1 - consistency of output
If your client expects certain fields and you change the layout of a table, select * will change its output if the underlying tables changes, breaking your client code.

2 - Network performance
If you only need a subset of all field in the output, select * will waste network bandwidth by sending unneeded data across the wire.

3a - Database performance
On simple tables select * may not slow performance down, but if you have blob fields (that you're not interested in) select * will fetch those as well, killing performance

3b - Memory usage on the database server
If MySQL needs to use a temporary table, select * will tax the servers, disk, memory and CPU extra by making MySQL store more data in memory.
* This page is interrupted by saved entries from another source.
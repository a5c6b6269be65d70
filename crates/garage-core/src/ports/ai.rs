//! Generative-AI port.

use async_trait::async_trait;

/// Sampling parameters sent with every generation request.
#[derive(Debug, Clone, Copy, PartialEq)]
pub struct GenerationConfig {
    pub temperature: f32,
    pub top_p: f32,
    pub top_k: u32,
    pub max_output_tokens: u32,
}

impl Default for GenerationConfig {
    /// Low temperature keeps repair advice conservative.
    fn default() -> Self {
        Self {
            temperature: 0.3,
            top_p: 0.8,
            top_k: 40,
            max_output_tokens: 1000,
        }
    }
}

/// A text-generation backend (Gemini in production).
#[async_trait]
pub trait GenerativeModel: Send + Sync {
    /// Generate a completion for a fully assembled prompt.
    async fn generate(&self, prompt: &str) -> Result<String, AiError>;
}

#[derive(Debug, thiserror::Error)]
pub enum AiError {
    #[error("AI backend is not configured")]
    NotConfigured,

    #[error("Request failed: {0}")]
    Transport(String),

    #[error("Backend returned status {status}: {body}")]
    Status { status: u16, body: String },

    #[error("Backend returned no text")]
    EmptyResponse,
}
3c - On InnoDB covering indexes cannot be used
On InnoDB if you select fields that are indexed, MySQL needs never to read the actual table data, it just reads the info straight from the index, select * kills this optimization.

4 - Clarity of code
select * gives the reader of a query no info on which fields will be retrieved from the server. select name, address, telephone from ... makes it instantly clear what data we are dealing with.
If your tables are in Zulu you can even do

select
  igama as name
  ikheli as address
  ....

Which is much more useful than the original names for the 99.7% of the people that don't speak Zulu.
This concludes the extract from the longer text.